Starting with the first line and ending with the last, transcribe the data exactly.

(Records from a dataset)
-------
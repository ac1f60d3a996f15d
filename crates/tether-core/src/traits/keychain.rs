//! Keychain / credential store interface
//!
//! The orchestrator only looks capabilities up through this trait; how
//! passwords are encrypted at rest is the implementor's business.

use async_trait::async_trait;
use serde::{Deserialize, Serialize};

use crate::types::MachineId;

/// Credential state of one machine
#[derive(Debug, Clone, Copy, PartialEq, Eq, Default, Serialize, Deserialize)]
#[serde(rename_all = "camelCase")]
pub struct KeychainStatus {
    pub has_password: bool,
    pub unlocked: bool,
}

#[async_trait]
pub trait CredentialStore: Send + Sync {
    /// Whether a password is stored for this machine
    async fn has_password(&self, machine_id: &MachineId) -> bool;

    /// The stored password, only while unlocked
    async fn get_password(&self, machine_id: &MachineId) -> Option<String>;

    async fn is_unlocked(&self, machine_id: &MachineId) -> bool;

    async fn mark_unlocked(&self, machine_id: &MachineId);

    async fn mark_locked(&self, machine_id: &MachineId);

    /// Unlock after verifying `password`; returns whether it was accepted
    async fn unlock_with_verification(&self, machine_id: &MachineId, password: &str) -> bool;

    async fn get_status(&self, machine_id: &MachineId) -> KeychainStatus {
        KeychainStatus {
            has_password: self.has_password(machine_id).await,
            unlocked: self.is_unlocked(machine_id).await,
        }
    }
}
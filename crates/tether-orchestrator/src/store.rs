//! In-memory instance store

use std::collections::HashMap;

use async_trait::async_trait;
use tokio::sync::RwLock;

use tether_core::error::StoreError;
use tether_core::traits::InstanceStore;
use tether_core::types::{Instance, InstanceId};

#[derive(Default)]
pub struct MemoryInstanceStore {
    rows: RwLock<HashMap<InstanceId, Instance>>,
}

impl MemoryInstanceStore {
    pub fn new() -> Self {
        Self::default()
    }
}

#[async_trait]
impl InstanceStore for MemoryInstanceStore {
    async fn get(&self, id: &InstanceId) -> Result<Option<Instance>, StoreError> {
        Ok(self.rows.read().await.get(id).cloned())
    }

    async fn all(&self) -> Result<Vec<Instance>, StoreError> {
        Ok(self.rows.read().await.values().cloned().collect())
    }

    async fn insert(&self, instance: &Instance) -> Result<(), StoreError> {
        let mut rows = self.rows.write().await;
        if rows.contains_key(&instance.id) {
            return Err(StoreError(format!("instance {} already exists", instance.id)));
        }
        rows.insert(instance.id.clone(), instance.clone());
        Ok(())
    }

    async fn update(&self, instance: &Instance) -> Result<(), StoreError> {
        let mut rows = self.rows.write().await;
        match rows.get_mut(&instance.id) {
            Some(row) => {
                *row = instance.clone();
                Ok(())
            }
            None => Err(StoreError(format!("instance {} does not exist", instance.id))),
        }
    }
}
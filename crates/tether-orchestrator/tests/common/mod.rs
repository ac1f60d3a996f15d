//! Shared harness: a fully wired orchestrator on in-memory collaborators

#![allow(dead_code)]

use std::sync::Arc;

use axum::body::Body;
use axum::http::{Request, Response, StatusCode};
use serde_json::Value;
use tokio::sync::mpsc;
use tower::ServiceExt;

use tether_core::config::OrchestratorConfig;
use tether_core::types::RemoteMachine;
use tether_orchestrator::keychain::MemoryKeychain;
use tether_orchestrator::session::SessionExit;
use tether_orchestrator::testsupport::{
    FailingStore, FakeExecutor, FakeForwarder, FakeLauncher, MemoryRemoteFiles,
};
use tether_orchestrator::{api, Collaborators, OrchestratorState};

pub const MACHINE: &str = "machine-123";

pub struct Harness {
    pub state: Arc<OrchestratorState>,
    pub launcher: Arc<FakeLauncher>,
    pub forwarder: Arc<FakeForwarder>,
    pub executor: Arc<FakeExecutor>,
    pub files: Arc<MemoryRemoteFiles>,
    pub store: Arc<FailingStore>,
    pub exits: mpsc::UnboundedReceiver<SessionExit>,
}

pub fn harness() -> Harness {
    let mut config = OrchestratorConfig::default();
    config.machines.push(RemoteMachine::new(MACHINE, "10.0.0.5", "ops"));

    let launcher = Arc::new(FakeLauncher::new());
    let forwarder = Arc::new(FakeForwarder::new());
    let executor = Arc::new(FakeExecutor::new());
    let files = Arc::new(MemoryRemoteFiles::new());
    let store = Arc::new(FailingStore::new());

    let (state, exits) = OrchestratorState::with_collaborators(
        config,
        Arc::new(MemoryKeychain::new()),
        Collaborators {
            launcher: launcher.clone(),
            forwarder: forwarder.clone(),
            executor: executor.clone(),
            files: files.clone(),
            store: store.clone(),
        },
    );

    Harness {
        state: Arc::new(state),
        launcher,
        forwarder,
        executor,
        files,
        store,
        exits,
    }
}

impl Harness {
    /// Open a streaming response without reading its body
    pub async fn open(&self, uri: &str) -> Response<Body> {
        let request = Request::builder().uri(uri).body(Body::empty()).unwrap();
        api::router(self.state.clone()).oneshot(request).await.unwrap()
    }

    /// Send one request through a fresh router
    pub async fn call(&self, method: &str, uri: &str, body: Option<Value>) -> (StatusCode, Value) {
        let request = Request::builder()
            .method(method)
            .uri(uri)
            .header("content-type", "application/json");
        let request = match body {
            Some(body) => request.body(Body::from(body.to_string())),
            None => request.body(Body::empty()),
        }
        .unwrap();

        let response = api::router(self.state.clone())
            .oneshot(request)
            .await
            .unwrap();
        let status = response.status();
        let bytes = axum::body::to_bytes(response.into_body(), usize::MAX)
            .await
            .unwrap();
        let json = if bytes.is_empty() {
            Value::Null
        } else {
            serde_json::from_slice(&bytes).unwrap()
        };
        (status, json)
    }
}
-------
*Exercise answer:*
repository ac1f60d3a996f15d
filename crates/tether-core/src/traits/keychain.rs
//! Keychain / credential store interface
//!
//! The orchestrator only looks capabilities up through this trait; how
//! passwords are encrypted at rest is the implementor's business.

use async_trait::async_trait;
use serde::{Deserialize, Serialize};

use crate::types::MachineId;

/// Credential state of one machine
#[derive(Debug, Clone, Copy, PartialEq, Eq, Default, Serialize, Deserialize)]
#[serde(rename_all = "camelCase")]
pub struct KeychainStatus {
    pub has_password: bool,
    pub unlocked: bool,
}

#[async_trait]
pub trait CredentialStore: Send + Sync {
    /// Whether a password is stored for this machine
    async fn has_password(&self, machine_id: &MachineId) -> bool;

    /// The stored password, only while unlocked
    async fn get_password(&self, machine_id: &MachineId) -> Option<String>;

    async fn is_unlocked(&self, machine_id: &MachineId) -> bool;

    async fn mark_unlocked(&self, machine_id: &MachineId);

    async fn mark_locked(&self, machine_id: &MachineId);

    /// Unlock after verifying `password`; returns whether it was accepted
    async fn unlock_with_verification(&self, machine_id: &MachineId, password: &str) -> bool;

    async fn get_status(&self, machine_id: &MachineId) -> KeychainStatus {
        KeychainStatus {
            has_password: self.has_password(machine_id).await,
            unlocked: self.is_unlocked(machine_id).await,
        }
    }
}
filename crates/tether-orchestrator/src/store.rs
//! In-memory instance store

use std::collections::HashMap;

use async_trait::async_trait;
use tokio::sync::RwLock;

use tether_core::error::StoreError;
use tether_core::traits::InstanceStore;
use tether_core::types::{Instance, InstanceId};

#[derive(Default)]
pub struct MemoryInstanceStore {
    rows: RwLock<HashMap<InstanceId, Instance>>,
}

impl MemoryInstanceStore {
    pub fn new() -> Self {
        Self::default()
    }
}

#[async_trait]
impl InstanceStore for MemoryInstanceStore {
    async fn get(&self, id: &InstanceId) -> Result<Option<Instance>, StoreError> {
        Ok(self.rows.read().await.get(id).cloned())
    }

    async fn all(&self) -> Result<Vec<Instance>, StoreError> {
        Ok(self.rows.read().await.values().cloned().collect())
    }

    async fn insert(&self, instance: &Instance) -> Result<(), StoreError> {
        let mut rows = self.rows.write().await;
        if rows.contains_key(&instance.id) {
            return Err(StoreError(format!("instance {} already exists", instance.id)));
        }
        rows.insert(instance.id.clone(), instance.clone());
        Ok(())
    }

    async fn update(&self, instance: &Instance) -> Result<(), StoreError> {
        let mut rows = self.rows.write().await;
        match rows.get_mut(&instance.id) {
            Some(row) => {
                *row = instance.clone();
                Ok(())
            }
            None => Err(StoreError(format!("instance {} does not exist", instance.id))),
        }
    }
}
filename crates/tether-orchestrator/tests/common/mod.rs
repository ac1f60d3a996f15d
//! Shared harness: a fully wired orchestrator on in-memory collaborators

#![allow(dead_code)]

use std::sync::Arc;

use axum::body::Body;
use axum::http::{Request, Response, StatusCode};
use serde_json::Value;
use tokio::sync::mpsc;
use tower::ServiceExt;

use tether_core::config::OrchestratorConfig;
use tether_core::types::RemoteMachine;
use tether_orchestrator::keychain::MemoryKeychain;
use tether_orchestrator::session::SessionExit;
use tether_orchestrator::testsupport::{
    FailingStore, FakeExecutor, FakeForwarder, FakeLauncher, MemoryRemoteFiles,
};
use tether_orchestrator::{api, Collaborators, OrchestratorState};

pub const MACHINE: &str = "machine-123";

pub struct Harness {
    pub state: Arc<OrchestratorState>,
    pub launcher: Arc<FakeLauncher>,
    pub forwarder: Arc<FakeForwarder>,
    pub executor: Arc<FakeExecutor>,
    pub files: Arc<MemoryRemoteFiles>,
    pub store: Arc<FailingStore>,
    pub exits: mpsc::UnboundedReceiver<SessionExit>,
}

pub fn harness() -> Harness {
    let mut config = OrchestratorConfig::default();
    config.machines.push(RemoteMachine::new(MACHINE, "10.0.0.5", "ops"));

    let launcher = Arc::new(FakeLauncher::new());
    let forwarder = Arc::new(FakeForwarder::new());
    let executor = Arc::new(FakeExecutor::new());
    let files = Arc::new(MemoryRemoteFiles::new());
    let store = Arc::new(FailingStore::new());

    let (state, exits) = OrchestratorState::with_collaborators(
        config,
        Arc::new(MemoryKeychain::new()),
        Collaborators {
            launcher: launcher.clone(),
            forwarder: forwarder.clone(),
            executor: executor.clone(),
            files: files.clone(),
            store: store.clone(),
        },
    );

    Harness {
        state: Arc::new(state),
        launcher,
        forwarder,
        executor,
        files,
        store,
        exits,
    }
}

impl Harness {
    /// Open a streaming response without reading its body
    pub async fn open(&self, uri: &str) -> Response<Body> {
        let request = Request::builder().uri(uri).body(Body::empty()).unwrap();
        api::router(self.state.clone()).oneshot(request).await.unwrap()
    }

    /// Send one request through a fresh router
    pub async fn call(&self, method: &str, uri: &str, body: Option<Value>) -> (StatusCode, Value) {
        let request = Request::builder()
            .method(method)
            .uri(uri)
            .header("content-type", "application/json");
        let request = match body {
            Some(body) => request.body(Body::from(body.to_string())),
            None => request.body(Body::empty()),
        }
        .unwrap();

        let response = api::router(self.state.clone())
            .oneshot(request)
            .await
            .unwrap();
        let status = response.status();
        let bytes = axum::body::to_bytes(response.into_body(), usize::MAX)
            .await
            .unwrap();
        let json = if bytes.is_empty() {
            Value::Null
        } else {
            serde_json::from_slice(&bytes).unwrap()
        };
        (status, json)
    }
}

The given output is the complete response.